Worth adding there’s a note with differences from the SIP, including apparently that originally the alias was opaque only in its “companion”, and that was changed to include the scope where it’s defined. There is probably further discussion at the SIP on the deep meaning.

1 Like

Thanks, that starts to make sense to me now, assuming you meant to say non-opaque here.

I am not sure where can I read about the real SIP as it was eventually implemented. The public version reads:

https://docs.scala-lang.org/sips/opaque-types.html

The key peculiarity of opaque types is that they behave like normal type aliases inside their type companion; that is, users can convert from the type alias and its equivalent definition interchangeably without the use of explicit lift and unlift methods. We can say that opaque types are “transparent” inside their type companion.

However, the story changes for users of this API. Outside of their type companions, opaque types are not transparent

I guess one is supposed to read Opaque Type Aliases: More Details

At the bottom it mentions:

The scope where an opaque type alias is visible is now the whole scope where it is defined, instead of just a companion object.

There is no rationale, though, and no links anywhere one could find it.

There is also another confusing point:

The notion of a companion object for opaque type aliases has been dropped.

While the accompanying object is probably technically not a companion object, for many purposes, esp. extension, implicit, and given(?) lookup it seems to act as one.

Indeed I think everyone has found those two behaviors confusing and not a single time they have been useful IME.
Yet, that is what they implemented.

I do not think a deliberate decision was made so that the behaviour is annoying. There is probably some reason behind this, and I think knowing the reason would make bearing the consequences easier.

The opaque’s object is called an “anchor” in the reference about implicit scope.

That explains its special behavior you noted.

I think the “scopedness” of the opaque type is most confusing when it is top-level in a file, because the definition becomes scoped to the “file package object”.

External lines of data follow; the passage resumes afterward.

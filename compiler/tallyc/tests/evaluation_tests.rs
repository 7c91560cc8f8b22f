//! End-to-end evaluation of script text.

#![allow(clippy::unwrap_used, reason = "Tests use unwrap for brevity")]

use pretty_assertions::assert_eq;
use tally_eval::{MissingSymbolPolicy, Registry, ScriptContext, SharedScriptRegistry};
use tally_value::{DataValue, ErrorCategory, EvalErrorKind};
use tallyc::{EvalConfig, FragmentScope, ScriptEvaluator};

fn registry() -> SharedScriptRegistry {
    Registry::with_builtins().unwrap().shared()
}

fn context() -> ScriptContext {
    EvalConfig::default().with_seed(7).build_context(registry())
}

fn eval(text: &str) -> Vec<DataValue> {
    let mut ctx = context();
    ScriptEvaluator::evaluate(&mut ctx, text)
        .unwrap()
        .items()
        .unwrap()
        .to_vec()
}

fn eval_one(text: &str) -> DataValue {
    let mut values = eval(text);
    assert_eq!(values.len(), 1, "expected one result from {text:?}");
    values.remove(0)
}

#[test]
fn test_literals() {
    assert_eq!(eval_one("22"), DataValue::long(22));
    assert_eq!(eval_one("22.5"), DataValue::double(22.5));
    assert_eq!(eval_one(".7"), DataValue::double(0.7));
    assert_eq!(eval_one("-45"), DataValue::long(-45));
    assert_eq!(eval_one("'text'"), DataValue::string("text"));
}

#[test]
fn test_lists() {
    assert_eq!(
        eval("list(1,3,5)"),
        vec![DataValue::long(1), DataValue::long(3), DataValue::long(5)]
    );
    assert!(eval("list.create()").is_empty());
}

#[test]
fn test_arithmetic() {
    assert_eq!(eval_one("6+7"), DataValue::long(13));
    assert_eq!(eval_one("12/5"), DataValue::long(2));
    assert_eq!(eval_one("12^2"), DataValue::long(144));
    assert_eq!(eval_one("22%7"), DataValue::long(1));
    assert_eq!(eval_one("49^0.5"), DataValue::double(7.0));
    assert_eq!(eval_one("22.5%7"), DataValue::double(1.5));
    assert_eq!(eval_one("-7 / 2"), DataValue::long(-3));
    assert_eq!(eval_one("-2^2"), DataValue::long(-4));
}

#[test]
fn test_string_arithmetic() {
    assert_eq!(
        eval_one("'string1string2' - 'ing'"),
        DataValue::string("str1str2")
    );
    assert_eq!(eval_one("2 * 'string1'"), DataValue::string("string1string1"));
    assert_eq!(eval_one("'string1' * 2"), DataValue::string("string1string1"));
    assert_eq!(
        eval_one("'string1' * 4.3"),
        DataValue::string("string1string1string1string1")
    );
    assert_eq!(eval_one("1 + 'a'"), DataValue::string("1a"));
}

#[test]
fn test_several_statements() {
    assert_eq!(
        eval("$a = 2; $a * 3\n$a + 1"),
        vec![DataValue::long(2), DataValue::long(6), DataValue::long(3)]
    );
}

#[test]
fn test_variables_persist_across_fragments() {
    let mut ctx = context();
    let mut evaluator = ScriptEvaluator::new(&mut ctx, ["$a=12", "$a"]);
    assert!(evaluator.has_next());
    assert_eq!(
        evaluator.evaluate_next().unwrap(),
        DataValue::list(vec![DataValue::long(12)])
    );
    assert_eq!(
        evaluator.evaluate_next().unwrap(),
        DataValue::list(vec![DataValue::long(12)])
    );
    assert!(!evaluator.has_next());

    let err = evaluator.evaluate_next().unwrap_err();
    assert_eq!(err.kind, EvalErrorKind::NoMoreFragments);
}

#[test]
fn test_isolated_fragments() {
    let mut ctx = context();
    ctx.symbols_mut().set_variable("base", DataValue::long(1));

    let mut evaluator =
        ScriptEvaluator::new(&mut ctx, ["$a = 12; $base = 5", "$base"]).with_scope(FragmentScope::Isolated);
    assert_eq!(evaluator.scope(), FragmentScope::Isolated);
    evaluator.evaluate_next().unwrap();
    assert_eq!(
        evaluator.evaluate_next().unwrap(),
        DataValue::list(vec![DataValue::long(1)])
    );
    assert!(!evaluator.context().symbols().has_variable("a"));

    // Each fragment starts from the snapshot, so `$a` is gone.
    let mut evaluator =
        ScriptEvaluator::new(&mut ctx, ["$a = 1", "$a"]).with_scope(FragmentScope::Isolated);
    evaluator.evaluate_next().unwrap();
    let err = evaluator.evaluate_next().unwrap_err();
    assert_eq!(err.category(), ErrorCategory::NotFound);
}

#[test]
fn test_evaluate_all() {
    let mut ctx = context();
    let results = ScriptEvaluator::new(&mut ctx, ["1; 2", "list(3, 4)"])
        .evaluate_all()
        .unwrap();
    assert_eq!(results.len(), 2);
    assert_eq!(results[1].items().unwrap().len(), 2);

    let err = ScriptEvaluator::new(&mut ctx, Vec::<String>::new())
        .evaluate_all()
        .unwrap_err();
    assert_eq!(err.kind, EvalErrorKind::EmptyScript);
}

#[test]
fn test_failed_fragment_is_consumed() {
    let mut ctx = context();
    let mut evaluator = ScriptEvaluator::new(&mut ctx, ["1/0", "2"]);
    let err = evaluator.evaluate_next().unwrap_err();
    assert_eq!(err.kind, EvalErrorKind::DivisionByZero);
    assert_eq!(evaluator.remaining(), 1);
    assert_eq!(
        evaluator.evaluate_next().unwrap(),
        DataValue::list(vec![DataValue::long(2)])
    );
}

#[test]
fn test_syntax_errors_keep_span() {
    let mut ctx = context();
    let err = ScriptEvaluator::evaluate(&mut ctx, "6 + ").unwrap_err();
    assert_eq!(err.category(), ErrorCategory::Syntax);
    assert!(err.span.is_some());
}

#[test]
fn test_rolls() {
    for _ in 0..20 {
        let value = eval_one("1d6");
        let roll = value.as_roll_result().unwrap();
        let total = roll.value().as_long().unwrap();
        assert!((1..=6).contains(&total));
        assert!(!roll.details().is_empty());
    }

    let total = eval_one("2d6 + 3").as_long().unwrap();
    assert!((5..=15).contains(&total));
    let total = eval_one("d20").as_long().unwrap();
    assert!((1..=20).contains(&total));
}

#[test]
fn test_verbose_rolls() {
    let value = eval_one("{3d6}");
    let roll = value.as_roll_result().unwrap();
    let rolls = roll.value().items().unwrap();
    assert_eq!(rolls.len(), 3);
    assert!(rolls
        .iter()
        .all(|v| (1..=6).contains(&v.as_long().unwrap())));

    let value = eval_one("{+3d6}");
    let roll = value.as_roll_result().unwrap();
    assert_eq!(roll.individual_values().len(), 3);
    assert!(roll.value().as_long().is_ok());
}

#[test]
fn test_roll_keeps_breakdown_in_lists() {
    for text in ["1d6 + list(1, 2)", "list(1, 2) + 1d6"] {
        let values = eval(text);
        assert_eq!(values.len(), 3, "{text}");
        let rolls: Vec<_> = values.iter().filter_map(DataValue::as_roll_result).collect();
        assert_eq!(rolls.len(), 1, "{text}");
        assert_eq!(rolls[0].individual_values().len(), 1);
    }
}

#[test]
fn test_named_rolls() {
    let mut ctx = context();
    ScriptEvaluator::evaluate(&mut ctx, "#atk = 1d20 + 5").unwrap();
    let first = ScriptEvaluator::evaluate(&mut ctx, "#atk").unwrap();
    let second = ScriptEvaluator::evaluate(&mut ctx, "#atk").unwrap();
    assert_eq!(first, second);
    assert!(ctx.symbols().has_roll_result("atk"));
    assert!(ctx.symbols().has_roll_result("roll1"));
}

#[test]
fn test_unknown_notation() {
    let mut ctx = context();
    let err = ScriptEvaluator::evaluate(&mut ctx, "4dF").unwrap_err();
    assert_eq!(
        err.kind,
        EvalErrorKind::UnknownDicePattern {
            notation: "4dF".into()
        }
    );
}

#[test]
fn test_missing_symbol_default() {
    let mut ctx = EvalConfig::default()
        .with_missing_symbol(MissingSymbolPolicy::Default(DataValue::long(0)))
        .build_context(registry());
    let values = ScriptEvaluator::evaluate(&mut ctx, "$hp + @str + 1").unwrap();
    assert_eq!(values, DataValue::list(vec![DataValue::long(1)]));
}
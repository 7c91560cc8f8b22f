//! Handles through which sessions share the registry and the random source.
//!
//! Lookups made during evaluation clone what they need out of the registry
//! and release the lock before running it, so an extension callable never
//! runs while the registry is locked.

use std::fmt;
use std::sync::Arc;

use parking_lot::{RwLock, RwLockReadGuard, RwLockWriteGuard};
use tally_ir::RollExpression;

use crate::dice::Dice;
use crate::functions::{PermissionLevel, ScriptFunction};
use crate::random::RandomSource;
use crate::registry::Registry;

/// Shared handle to a `Registry`. Clones refer to the same registry.
#[derive(Clone)]
pub struct SharedScriptRegistry(Arc<RwLock<Registry>>);

impl SharedScriptRegistry {
    pub(crate) fn new(registry: Registry) -> Self {
        SharedScriptRegistry(Arc::new(RwLock::new(registry)))
    }

    pub fn read(&self) -> RwLockReadGuard<'_, Registry> {
        self.0.read()
    }

    pub fn write(&self) -> RwLockWriteGuard<'_, Registry> {
        self.0.write()
    }

    /// Run `update` under the write lock. Readers see the registry before
    /// or after it, never part way.
    pub fn update<R>(&self, update: impl FnOnce(&mut Registry) -> R) -> R {
        update(&mut self.0.write())
    }

    /// A copy of the current registry, detached from this handle.
    pub fn snapshot(&self) -> Registry {
        self.0.read().clone()
    }

    /// The dice that would roll `expression`.
    pub fn dice_for(&self, expression: &RollExpression) -> Option<Dice> {
        self.0.read().dice().find(expression).cloned()
    }

    /// Function `name` as a call resolves it, with the level a caller needs.
    pub fn function_for_call(&self, name: &str) -> Option<(ScriptFunction, PermissionLevel)> {
        let registry = self.0.read();
        let functions = registry.functions();
        let function = functions.resolve(name)?.clone();
        let required = functions.permission(name).unwrap_or_default();
        Some((function, required))
    }
}

impl fmt::Debug for SharedScriptRegistry {
    fn fmt(&self, f: &mut fmt::Formatter<'_>) -> fmt::Result {
        let registry = self.0.read();
        f.debug_struct("SharedScriptRegistry")
            .field("builtin_functions", &registry.functions().builtin_functions().count())
            .field("user_functions", &registry.functions().user_functions().count())
            .field("user_dice", &registry.dice().user_dice().len())
            .finish()
    }
}

/// Shared handle to the random source. The source locks its own generator
/// per draw.
#[derive(Clone, Debug)]
pub struct SharedRandom(Arc<RandomSource>);

impl SharedRandom {
    pub(crate) fn new(random: RandomSource) -> Self {
        SharedRandom(Arc::new(random))
    }
}

impl std::ops::Deref for SharedRandom {
    type Target = RandomSource;

    fn deref(&self) -> &RandomSource {
        &self.0
    }
}
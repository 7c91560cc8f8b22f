//! Built-in and user function tables.

use std::collections::BTreeMap;

use rustc_hash::FxHashMap;
use tally_value::errors::{builtin_function_shadowed, duplicate_function, undefined_function};
use tally_value::EvalError;

use super::{builtins, PermissionLevel, ScriptFunction};

/// Function lookup for one registry.
///
/// Built-ins are fixed at construction. User functions come and go through
/// extension registration and never share a name with a built-in or with
/// each other. Listings iterate in name order.
#[derive(Clone, Debug, Default)]
pub struct FunctionRegistry {
    builtins: BTreeMap<String, ScriptFunction>,
    user: BTreeMap<String, ScriptFunction>,
    builtin_permissions: FxHashMap<String, PermissionLevel>,
    /// Permissions of user functions plus overrides of built-in levels.
    user_permissions: FxHashMap<String, PermissionLevel>,
}

impl FunctionRegistry {
    /// An empty registry.
    pub fn new() -> Self {
        Self::default()
    }

    /// A registry preloaded with the built-in function list.
    pub fn with_builtins() -> Self {
        let mut registry = Self::new();
        for (function, permission) in builtins::builtin_functions() {
            registry.add_builtin(function, permission);
        }
        registry
    }

    fn add_builtin(&mut self, function: ScriptFunction, permission: PermissionLevel) {
        let name = function.name().to_string();
        self.builtin_permissions.insert(name.clone(), permission);
        self.builtins.insert(name, function);
    }

    pub fn builtin_function(&self, name: &str) -> Option<&ScriptFunction> {
        self.builtins.get(name)
    }

    pub fn user_function(&self, name: &str) -> Option<&ScriptFunction> {
        self.user.get(name)
    }

    /// Find a function by name, built-in table first.
    pub fn resolve(&self, name: &str) -> Option<&ScriptFunction> {
        self.builtins.get(name).or_else(|| self.user.get(name))
    }

    pub fn contains_builtin(&self, name: &str) -> bool {
        self.builtins.contains_key(name)
    }

    pub fn contains_user(&self, name: &str) -> bool {
        self.user.contains_key(name)
    }

    /// Whether `function` is the built-in registered under its name.
    pub fn is_builtin(&self, function: &ScriptFunction) -> bool {
        function.is_builtin() && self.contains_builtin(function.name())
    }

    /// Required caller level for `name`: user table first, then built-in.
    pub fn permission(&self, name: &str) -> Option<PermissionLevel> {
        self.user_permissions
            .get(name)
            .or_else(|| self.builtin_permissions.get(name))
            .copied()
    }

    /// Check that a user function named `name` could be added.
    pub fn check_definable(&self, name: &str) -> Result<(), EvalError> {
        if self.contains_builtin(name) {
            return Err(builtin_function_shadowed(name));
        }
        if self.contains_user(name) {
            return Err(duplicate_function(name));
        }
        Ok(())
    }

    /// Add a user function.
    pub fn define_function(
        &mut self,
        function: ScriptFunction,
        permission: PermissionLevel,
    ) -> Result<(), EvalError> {
        let name = function.name().to_string();
        if let Err(err) = self.check_definable(&name) {
            tracing::warn!(function = %name, error = %err, "function registration rejected");
            return Err(err);
        }
        tracing::debug!(function = %name, %permission, "user function defined");
        self.user_permissions.insert(name.clone(), permission);
        self.user.insert(name, function);
        Ok(())
    }

    /// Change the level required to call an existing function.
    ///
    /// Built-ins keep their slot; the new level goes into the user
    /// permission table, which lookups consult first.
    pub fn override_permission(
        &mut self,
        name: &str,
        permission: PermissionLevel,
    ) -> Result<(), EvalError> {
        if !self.contains_builtin(name) && !self.contains_user(name) {
            return Err(undefined_function(name));
        }
        tracing::debug!(function = name, %permission, "permission overridden");
        self.user_permissions.insert(name.to_string(), permission);
        Ok(())
    }

    /// Remove a user function. Built-ins cannot be removed.
    pub fn undefine_function(&mut self, name: &str) -> bool {
        if self.user.remove(name).is_some() {
            self.user_permissions.remove(name);
            true
        } else {
            false
        }
    }

    /// Remove every user function and every permission override.
    pub fn undefine_all(&mut self) {
        self.user.clear();
        self.user_permissions.clear();
    }

    pub fn builtin_functions(&self) -> impl Iterator<Item = &ScriptFunction> {
        self.builtins.values()
    }

    pub fn user_functions(&self) -> impl Iterator<Item = &ScriptFunction> {
        self.user.values()
    }
}
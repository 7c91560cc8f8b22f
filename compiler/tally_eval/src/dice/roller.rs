//! Dice dispatch.

use tally_ir::RollExpression;
use tally_value::errors::{duplicate_dice, unknown_dice_pattern};
use tally_value::{EvalError, EvalResult};

use super::{Dice, StandardDice};
use crate::context::ScriptContext;

/// Built-in and user dice, each tier kept in registration order.
#[derive(Clone, Debug, Default)]
pub struct DiceRoller {
    builtin: Vec<Dice>,
    user: Vec<Dice>,
}

impl DiceRoller {
    /// A roller with no dice at all.
    pub fn new() -> Self {
        Self::default()
    }

    /// A roller holding the built-in dice.
    pub fn with_builtins() -> Result<Self, EvalError> {
        Ok(DiceRoller {
            builtin: vec![Dice::Standard(StandardDice::new()?)],
            user: Vec::new(),
        })
    }

    /// The first dice matching `expression`: user tier, then built-in.
    pub fn find(&self, expression: &RollExpression) -> Option<&Dice> {
        self.user
            .iter()
            .chain(&self.builtin)
            .find(|dice| dice.matches(expression))
    }

    pub fn contains(&self, name: &str) -> bool {
        self.user.iter().chain(&self.builtin).any(|dice| dice.name() == name)
    }

    /// Append a user dice. Names are unique across both tiers.
    pub fn add_user_dice(&mut self, dice: Dice) -> Result<(), EvalError> {
        if self.contains(dice.name()) {
            tracing::warn!(dice = dice.name(), "dice registration rejected");
            return Err(duplicate_dice(dice.name()));
        }
        tracing::debug!(dice = dice.name(), template = dice.pattern().template(), "user dice added");
        self.user.push(dice);
        Ok(())
    }

    pub fn remove_user_dice(&mut self, name: &str) -> bool {
        let before = self.user.len();
        self.user.retain(|dice| dice.name() != name);
        self.user.len() != before
    }

    pub fn clear_user_dice(&mut self) {
        self.user.clear();
    }

    pub fn builtin_dice(&self) -> &[Dice] {
        &self.builtin
    }

    pub fn user_dice(&self) -> &[Dice] {
        &self.user
    }
}

/// Roll `expression` with the first matching dice in the context's registry.
///
/// The dice is cloned out of the registry before rolling, so extension
/// callables never run under the registry lock.
#[tracing::instrument(level = "debug", skip_all, fields(notation = expression.notation()))]
pub fn roll_expression(context: &mut ScriptContext, expression: &RollExpression) -> EvalResult {
    let Some(dice) = context.registry().dice_for(expression) else {
        return Err(unknown_dice_pattern(expression.notation()));
    };
    tracing::debug!(dice = dice.name(), "dice matched");
    dice.roll(context, expression)
}
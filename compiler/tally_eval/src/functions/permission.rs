//! Caller permission levels.

use std::fmt;
use std::str::FromStr;

use tally_value::errors::unknown_permission;
use tally_value::EvalError;

/// Who may call a function. Ordered: a caller may invoke anything at or
/// below its own level.
#[derive(Copy, Clone, Debug, Default, PartialEq, Eq, PartialOrd, Ord, Hash)]
pub enum PermissionLevel {
    #[default]
    Player,
    Trusted,
    GameMaster,
}

impl PermissionLevel {
    pub const fn name(self) -> &'static str {
        match self {
            PermissionLevel::Player => "player",
            PermissionLevel::Trusted => "trusted",
            PermissionLevel::GameMaster => "gamemaster",
        }
    }

    /// Whether a caller at this level may invoke something requiring `required`.
    pub fn allows(self, required: PermissionLevel) -> bool {
        self >= required
    }
}

impl fmt::Display for PermissionLevel {
    fn fmt(&self, f: &mut fmt::Formatter<'_>) -> fmt::Result {
        f.write_str(self.name())
    }
}

impl FromStr for PermissionLevel {
    type Err = EvalError;

    fn from_str(s: &str) -> Result<Self, Self::Err> {
        match s.trim().to_ascii_lowercase().as_str() {
            "player" => Ok(PermissionLevel::Player),
            "trusted" => Ok(PermissionLevel::Trusted),
            "gamemaster" | "game_master" | "gm" => Ok(PermissionLevel::GameMaster),
            _ => Err(unknown_permission(s)),
        }
    }
}
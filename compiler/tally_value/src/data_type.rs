//! Value type tags.

use std::fmt;
use std::str::FromStr;

use crate::errors::{unknown_data_type, EvalError, EvalResult};
use crate::value::DataValue;

/// Tag for a `DataValue` variant, plus `Any` for unconstrained parameters.
///
/// Extension exports name their parameter and return types by these names
/// (case-insensitive).
#[derive(Copy, Clone, Debug, PartialEq, Eq, Hash)]
pub enum DataType {
    Long,
    Double,
    String,
    List,
    Dictionary,
    Result,
    Any,
}

impl DataType {
    pub const fn name(self) -> &'static str {
        match self {
            DataType::Long => "long",
            DataType::Double => "double",
            DataType::String => "string",
            DataType::List => "list",
            DataType::Dictionary => "dictionary",
            DataType::Result => "result",
            DataType::Any => "any",
        }
    }

    /// Convert `value` to this type through its coercion view.
    pub fn coerce(self, value: DataValue) -> EvalResult {
        if self == DataType::Any || value.data_type() == self {
            return Ok(value);
        }
        match self {
            DataType::Long => value.as_long().map(DataValue::long),
            DataType::Double => value.as_double().map(DataValue::double),
            DataType::String => Ok(DataValue::string(value.as_string())),
            DataType::List => Ok(DataValue::list(value.as_list())),
            DataType::Dictionary => value.as_dictionary().map(DataValue::dictionary),
            DataType::Result => Ok(DataValue::result(value.as_result())),
            DataType::Any => Ok(value),
        }
    }
}

impl fmt::Display for DataType {
    fn fmt(&self, f: &mut fmt::Formatter<'_>) -> fmt::Result {
        f.write_str(self.name())
    }
}

impl FromStr for DataType {
    type Err = EvalError;

    fn from_str(s: &str) -> Result<Self, Self::Err> {
        match s.trim().to_ascii_lowercase().as_str() {
            "long" => Ok(DataType::Long),
            "double" => Ok(DataType::Double),
            "string" => Ok(DataType::String),
            "list" => Ok(DataType::List),
            "dictionary" => Ok(DataType::Dictionary),
            "result" => Ok(DataType::Result),
            "any" => Ok(DataType::Any),
            _ => Err(unknown_data_type(s)),
        }
    }
}
use super::DataValue;

/// Breakdown of a dice roll.
///
/// `value` is what arithmetic sees; `details` is the human-readable
/// breakdown; `individual_values` are the single draws.
#[derive(Clone, Debug, PartialEq)]
pub struct RollResult {
    value: DataValue,
    details: String,
    individual_values: Vec<DataValue>,
}

impl RollResult {
    pub fn new(value: DataValue) -> Self {
        RollResult {
            value,
            details: String::new(),
            individual_values: Vec::new(),
        }
    }

    #[must_use]
    pub fn with_details(mut self, details: impl Into<String>) -> Self {
        self.details = details.into();
        self
    }

    #[must_use]
    pub fn with_individual_values(mut self, values: Vec<DataValue>) -> Self {
        self.individual_values = values;
        self
    }

    pub fn value(&self) -> &DataValue {
        &self.value
    }

    pub fn details(&self) -> &str {
        &self.details
    }

    pub fn individual_values(&self) -> &[DataValue] {
        &self.individual_values
    }
}
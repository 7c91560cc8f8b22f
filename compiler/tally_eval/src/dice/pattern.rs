//! Dice notation templates.
//!
//! A template such as `#{number:1}d#{sides}` names its numeric arguments
//! with `#{name}` (required) or `#{name:default}` (optional) tokens. Each
//! token becomes a digit capture group; the text between tokens is kept as
//! regex syntax, so templates may use alternation or escapes of their own.

use regex::{Regex, RegexBuilder};
use tally_value::errors::{integer_overflow, invalid_dice_pattern};
use tally_value::{DataValue, Dictionary, EvalError};

/// One declared template argument.
#[derive(Clone, Debug, PartialEq, Eq)]
pub struct PatternArg {
    pub name: String,
    /// `None` means the argument is required.
    pub default: Option<i64>,
}

/// A compiled dice template.
#[derive(Clone, Debug)]
pub struct DicePattern {
    template: String,
    args: Vec<PatternArg>,
    matcher: Regex,
}

impl DicePattern {
    /// Compile `template`. Matching always covers the whole input.
    pub fn new(template: &str, case_insensitive: bool) -> Result<Self, EvalError> {
        let (source, args) = translate(template)?;
        let matcher = RegexBuilder::new(&format!("^(?:{source})$"))
            .case_insensitive(case_insensitive)
            .build()
            .map_err(|e| invalid_dice_pattern(template, e.to_string()))?;
        Ok(DicePattern {
            template: template.to_string(),
            args,
            matcher,
        })
    }

    pub fn template(&self) -> &str {
        &self.template
    }

    pub fn args(&self) -> &[PatternArg] {
        &self.args
    }

    pub fn arg_names(&self) -> impl Iterator<Item = &str> {
        self.args.iter().map(|arg| arg.name.as_str())
    }

    pub fn matches(&self, text: &str) -> bool {
        self.matcher.is_match(text)
    }

    /// Argument values for `text`, in declaration order.
    ///
    /// Absent optional captures take their default. Text that does not match
    /// yields an empty set; a capture too large for a Long is an error.
    pub fn extract_args(&self, text: &str) -> Result<DiceArgs, EvalError> {
        let Some(captures) = self.matcher.captures(text) else {
            return Ok(DiceArgs::default());
        };
        let mut values = Vec::with_capacity(self.args.len());
        for arg in &self.args {
            let value = match captures.name(&arg.name) {
                Some(capture) => capture
                    .as_str()
                    .parse::<i64>()
                    .map_err(|_| integer_overflow("dice argument"))?,
                None => match arg.default {
                    Some(default) => default,
                    None => continue,
                },
            };
            values.push((arg.name.clone(), value));
        }
        Ok(DiceArgs(values))
    }
}

/// Extracted argument values, in template order.
#[derive(Clone, Debug, Default, PartialEq, Eq)]
pub struct DiceArgs(Vec<(String, i64)>);

impl DiceArgs {
    pub fn get(&self, name: &str) -> Option<i64> {
        self.0
            .iter()
            .find(|(arg, _)| arg == name)
            .map(|(_, value)| *value)
    }

    pub fn iter(&self) -> impl Iterator<Item = (&str, i64)> {
        self.0.iter().map(|(name, value)| (name.as_str(), *value))
    }

    pub fn len(&self) -> usize {
        self.0.len()
    }

    pub fn is_empty(&self) -> bool {
        self.0.is_empty()
    }

    /// Every argument as a Long entry.
    pub fn to_dictionary(&self) -> Dictionary {
        self.iter()
            .map(|(name, value)| (name.to_string(), DataValue::long(value)))
            .collect()
    }
}

/// Rewrite template tokens into named capture groups.
fn translate(template: &str) -> Result<(String, Vec<PatternArg>), EvalError> {
    let mut source = String::with_capacity(template.len() + 32);
    let mut args: Vec<PatternArg> = Vec::new();
    let mut rest = template;

    while let Some(start) = rest.find("#{") {
        let after = &rest[start + 2..];
        let token = after
            .find('}')
            .and_then(|end| parse_token(&after[..end]).map(|token| (token, end)));

        let Some(((name, default), end)) = token else {
            // Not a token; keep the text for the regex to judge.
            source.push_str(&rest[..start + 2]);
            rest = after;
            continue;
        };

        if args.iter().any(|arg| arg.name == name) {
            return Err(invalid_dice_pattern(
                template,
                format!("argument {name} is declared more than once"),
            ));
        }
        let default = default
            .map(|digits| {
                digits.parse::<i64>().map_err(|_| {
                    invalid_dice_pattern(template, format!("default of {name} is too large"))
                })
            })
            .transpose()?;

        source.push_str(&rest[..start]);
        source.push_str("(?P<");
        source.push_str(name);
        source.push_str(">[0-9]+)");
        if default.is_some() {
            source.push('?');
        }
        args.push(PatternArg {
            name: name.to_string(),
            default,
        });
        rest = &after[end + 1..];
    }
    source.push_str(rest);
    Ok((source, args))
}

/// Split a token body into its name and optional default digits.
///
/// Names are a letter followed by at least one letter or digit.
fn parse_token(body: &str) -> Option<(&str, Option<&str>)> {
    let (name, default) = match body.split_once(':') {
        Some((name, default)) => (name, Some(default)),
        None => (body, None),
    };

    let mut chars = name.chars();
    let valid_name = chars.next().is_some_and(|c| c.is_ascii_alphabetic())
        && name.len() >= 2
        && chars.all(|c| c.is_ascii_alphanumeric());
    let valid_default = match default {
        Some(digits) => !digits.is_empty() && digits.bytes().all(|b| b.is_ascii_digit()),
        None => true,
    };

    (valid_name && valid_default).then_some((name, default))
}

So other top-level defs such as methods are in the scope where it is a “transparent” alias, but top-level classes see it as opaque.

Thanks for your understanding about my conflation of opaque and non-opaque yesterday. I think language needs a marker for “X or maybe its opposite”. Well, we have words like “irregardless” where a prefix means “intensifier not opposite, are you paying attention to what I’m trying to say”, irregardless.

1 Like

I have consulted the text with my (inner) language lawyer and he told me it is the opaque type itself which is called an anchor, the object is merely a part of implicit scope:

A reference is an anchor if it refers to an… an opaque type alias … Opaque type aliases count as anchors only outside the scope where their alias is visible.

The implicit scope of a type T

If T is a reference to an opaque type alias named A , S includes a reference to an object A defined in the same scope as the type, if it exists,

Still, thanks for point out where the behavior is defined, I appreciate that.

Irregardless, I meant one of two things.

The boolean blindness of black-and-white terms!